I beg to defer, null pointer dereference is certainly not safe in the general case. In many cases it lead to code execution or privilege escalation. See for example CVE-2008-568 [1] for an example in kernel space or CVE-2009-0385 [2] in user space.
In kernel space, yes. So don't do this in your D kernel :) In user space, the chance is very unlikely. It requires a function context to be larger than the reserved page space, and accessing a function context variable outside that space. Not impossible, but very very unlikely. And beyond the control of the exploiter.

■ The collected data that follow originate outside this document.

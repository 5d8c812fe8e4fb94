//! Task-set operations (EXTERNAL deployment controller).

use chrono::Utc;
use stevedore_model::{
    DeploymentControllerType, Scale, ScaleUnit, Service, StabilityStatus, TaskSet, TaskSetStatus,
    arn,
};
use stevedore_store::StoreError;
use uuid::Uuid;

use crate::api::*;
use crate::core::Ecs;
use crate::error::{EcsError, Result};

const UPDATE_RETRIES: usize = 3;

impl Ecs {
    pub async fn create_task_set(&self, request: CreateTaskSetRequest) -> Result<TaskSetResponse> {
        let cluster = self.require_cluster(Some(&request.cluster)).await?;
        let service = self
            .require_external_service(&cluster.cluster_arn, &request.service)
            .await?;
        let task_definition = self
            .resolve_task_definition(&request.task_definition)
            .await?;

        let scale = request.scale.unwrap_or(Scale {
            value: 100.0,
            unit: ScaleUnit::Percent,
        });
        let id = format!("ecs-svc-{}", Uuid::new_v4().simple());
        let now = Utc::now();
        let task_set = TaskSet {
            task_set_arn: self.identity.task_set_arn(
                &cluster.cluster_name,
                &service.service_name,
                &id,
            ),
            id: id.clone(),
            service_arn: service.service_arn.clone(),
            cluster_arn: cluster.cluster_arn.clone(),
            external_id: request.external_id,
            task_definition: task_definition.task_definition_arn.clone(),
            computed_desired_count: scale.computed_desired_count(service.desired_count),
            scale,
            status: TaskSetStatus::Active,
            stability_status: StabilityStatus::Stabilizing,
            primary: false,
            running_count: 0,
            pending_count: 0,
            launch_type: request.launch_type.unwrap_or_default(),
            load_balancers: request.load_balancers,
            service_registries: request.service_registries,
            region: self.identity.region.clone(),
            account_id: self.identity.account_id.clone(),
            created_at: now,
            updated_at: now,
            version: 0,
        };

        let mut tx = self.storage.begin().await?;
        tx.insert_task_set(&task_set).await?;
        tx.commit().await?;

        if let Err(e) = self
            .coordinator
            .apply_task_set(&task_set, &service, &task_definition)
            .await
        {
            tracing::error!(error = %e, task_set = %task_set.id, "task set projection failed");
        }

        self.publish(
            "service_update",
            "taskSet",
            &task_set.id,
            serde_json::to_value(&task_set).ok(),
        )
        .await;
        Ok(TaskSetResponse { task_set })
    }

    pub async fn update_task_set(&self, request: UpdateTaskSetRequest) -> Result<TaskSetResponse> {
        let cluster = self.require_cluster(Some(&request.cluster)).await?;
        let service = self
            .require_external_service(&cluster.cluster_arn, &request.service)
            .await?;
        let id = task_set_id(&request.task_set);

        for _ in 0..UPDATE_RETRIES {
            let task_set = self
                .storage
                .task_sets()
                .get(&service.service_arn, &id)
                .await?
                .ok_or_else(|| EcsError::NotFound(format!("task set {} not found", id)))?;

            let mut next = task_set.clone();
            next.scale = request.scale;
            next.computed_desired_count =
                request.scale.computed_desired_count(service.desired_count);
            next.stability_status = StabilityStatus::Stabilizing;

            match self.storage.task_sets().update(&next).await {
                Ok(persisted) => {
                    let task_definition = self
                        .resolve_task_definition(&persisted.task_definition)
                        .await?;
                    if let Err(e) = self
                        .coordinator
                        .apply_task_set(&persisted, &service, &task_definition)
                        .await
                    {
                        tracing::error!(error = %e, task_set = %persisted.id, "task set reprojection failed");
                    }
                    self.publish(
                        "service_update",
                        "taskSet",
                        &persisted.id,
                        serde_json::to_value(&persisted).ok(),
                    )
                    .await;
                    return Ok(TaskSetResponse {
                        task_set: persisted,
                    });
                }
                Err(StoreError::StaleVersion(_)) => continue,
                Err(e) => return Err(e.into()),
            }
        }
        Err(EcsError::Internal("update task set kept conflicting".into()))
    }

    /// Marks DRAINING, removes the Deployment, then deletes the record.
    pub async fn delete_task_set(&self, request: DeleteTaskSetRequest) -> Result<TaskSetResponse> {
        let cluster = self.require_cluster(Some(&request.cluster)).await?;
        let service = self
            .require_external_service(&cluster.cluster_arn, &request.service)
            .await?;
        let id = task_set_id(&request.task_set);
        let task_set = self
            .storage
            .task_sets()
            .get(&service.service_arn, &id)
            .await?
            .ok_or_else(|| EcsError::NotFound(format!("task set {} not found", id)))?;

        if task_set.primary && !request.force {
            return Err(EcsError::FailedPrecondition(
                "cannot delete the primary task set without force".into(),
            ));
        }

        let mut draining = task_set.clone();
        draining.status = TaskSetStatus::Draining;
        let draining = match self.storage.task_sets().update(&draining).await {
            Ok(persisted) => persisted,
            Err(StoreError::StaleVersion(_)) => draining,
            Err(e) => return Err(e.into()),
        };

        if let Err(e) = self.coordinator.delete_task_set(&draining, &service).await {
            tracing::error!(error = %e, task_set = %draining.id, "task set teardown failed");
        }
        self.storage
            .task_sets()
            .delete(&service.service_arn, &id)
            .await?;

        self.publish(
            "service_update",
            "taskSet",
            &draining.id,
            serde_json::to_value(&draining).ok(),
        )
        .await;
        Ok(TaskSetResponse { task_set: draining })
    }

    pub async fn describe_task_sets(
        &self,
        request: DescribeTaskSetsRequest,
    ) -> Result<DescribeTaskSetsResponse> {
        let cluster = self.require_cluster(Some(&request.cluster)).await?;
        let service_name = arn::service_name(&request.service);
        let service = self
            .storage
            .services()
            .get(&cluster.cluster_arn, service_name)
            .await?
            .ok_or_else(|| EcsError::NotFound(format!("service {} not found", service_name)))?;

        let all = self.storage.task_sets().list(&service.service_arn).await?;
        if request.task_sets.is_empty() {
            return Ok(DescribeTaskSetsResponse {
                task_sets: all,
                failures: vec![],
            });
        }
        let mut task_sets = Vec::new();
        let mut failures = Vec::new();
        for identifier in &request.task_sets {
            let id = task_set_id(identifier);
            match all.iter().find(|ts| ts.id == id) {
                Some(ts) => task_sets.push(ts.clone()),
                None => failures.push(Failure::missing(self.identity.task_set_arn(
                    &cluster.cluster_name,
                    &service.service_name,
                    &id,
                ))),
            }
        }
        Ok(DescribeTaskSetsResponse {
            task_sets,
            failures,
        })
    }

    /// Makes one task set primary; its pods serve the service's endpoint.
    pub async fn update_service_primary_task_set(
        &self,
        request: UpdateServicePrimaryTaskSetRequest,
    ) -> Result<TaskSetResponse> {
        let cluster = self.require_cluster(Some(&request.cluster)).await?;
        let service = self
            .require_external_service(&cluster.cluster_arn, &request.service)
            .await?;
        let id = task_set_id(&request.primary_task_set);
        let target = self
            .storage
            .task_sets()
            .get(&service.service_arn, &id)
            .await?
            .ok_or_else(|| EcsError::NotFound(format!("task set {} not found", id)))?;

        for task_set in self.storage.task_sets().list(&service.service_arn).await? {
            if task_set.primary != (task_set.id == id) {
                let mut next = task_set.clone();
                next.primary = task_set.id == id;
                if let Err(e) = self.storage.task_sets().update(&next).await {
                    tracing::warn!(error = %e, task_set = %task_set.id, "primary flag update failed");
                }
            }
        }

        let mut service_next = service.clone();
        service_next.primary_task_set = Some(target.task_set_arn.clone());
        if let Err(e) = self.storage.services().update(&service_next).await {
            tracing::warn!(error = %e, service = %service.service_name, "primary task set write failed");
        }

        let task_set = self
            .storage
            .task_sets()
            .get(&service.service_arn, &id)
            .await?
            .unwrap_or(target);
        self.publish(
            "service_update",
            "taskSet",
            &task_set.id,
            serde_json::to_value(&task_set).ok(),
        )
        .await;
        Ok(TaskSetResponse { task_set })
    }

    async fn require_external_service(
        &self,
        cluster_arn: &str,
        identifier: &str,
    ) -> Result<Service> {
        let name = arn::service_name(identifier);
        let service = self
            .storage
            .services()
            .get(cluster_arn, name)
            .await?
            .ok_or_else(|| EcsError::NotFound(format!("service {} not found", name)))?;
        if service.deployment_controller.controller_type != DeploymentControllerType::External {
            return Err(EcsError::FailedPrecondition(
                "task sets require the EXTERNAL deployment controller".into(),
            ));
        }
        Ok(service)
    }
}

/// Task-set identifiers arrive as bare ids or full ARNs.
fn task_set_id(identifier: &str) -> String {
    if arn::is_arn(identifier) {
        identifier
            .rsplit('/')
            .next()
            .unwrap_or(identifier)
            .to_string()
    } else {
        identifier.to_string()
    }
}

 The idea is that you are really trying to call a function in a part of
 memory that is not mapped, but if you are able to map the zero page and
 control what function pointer is present there then it is exploitable.
 I'd like people to get away from the idea that null pointer dereference
 is safe, it's not. In most cases it's not exploitable but that's
 definitely not a safe spot.
Dereferencing a null pointer is perfectly safe in user space (where you can't map the zero page). Indexing a null pointer is not. In this case, we are indexing a null pointer, so there is the potential for abuse, but very very small. I'm still not sure that emplace on an inner struct is a thing we need to allow, especially when it's known that the context pointer will be invalid. Maybe we should only allow if called via a different name, to prevent unwitting uses. -Steve
Sep 20 2016
parent reply cym13 <cpicard openmailbox.org> writes:
On Tuesday, 20 September 2016 at 14:00:00 UTC, Steven 
Schveighoffer wrote:
 On 9/20/16 4:08 AM, cym13 wrote:
 On Monday, 19 September 2016 at 14:22:16 UTC, Steven 
 Schveighoffer wrote:
[...]
I beg to defer, null pointer dereference is certainly not safe in the general case. In many cases it lead to code execution or privilege escalation. See for example CVE-2008-568 [1] for an example in kernel space or CVE-2009-0385 [2] in user space.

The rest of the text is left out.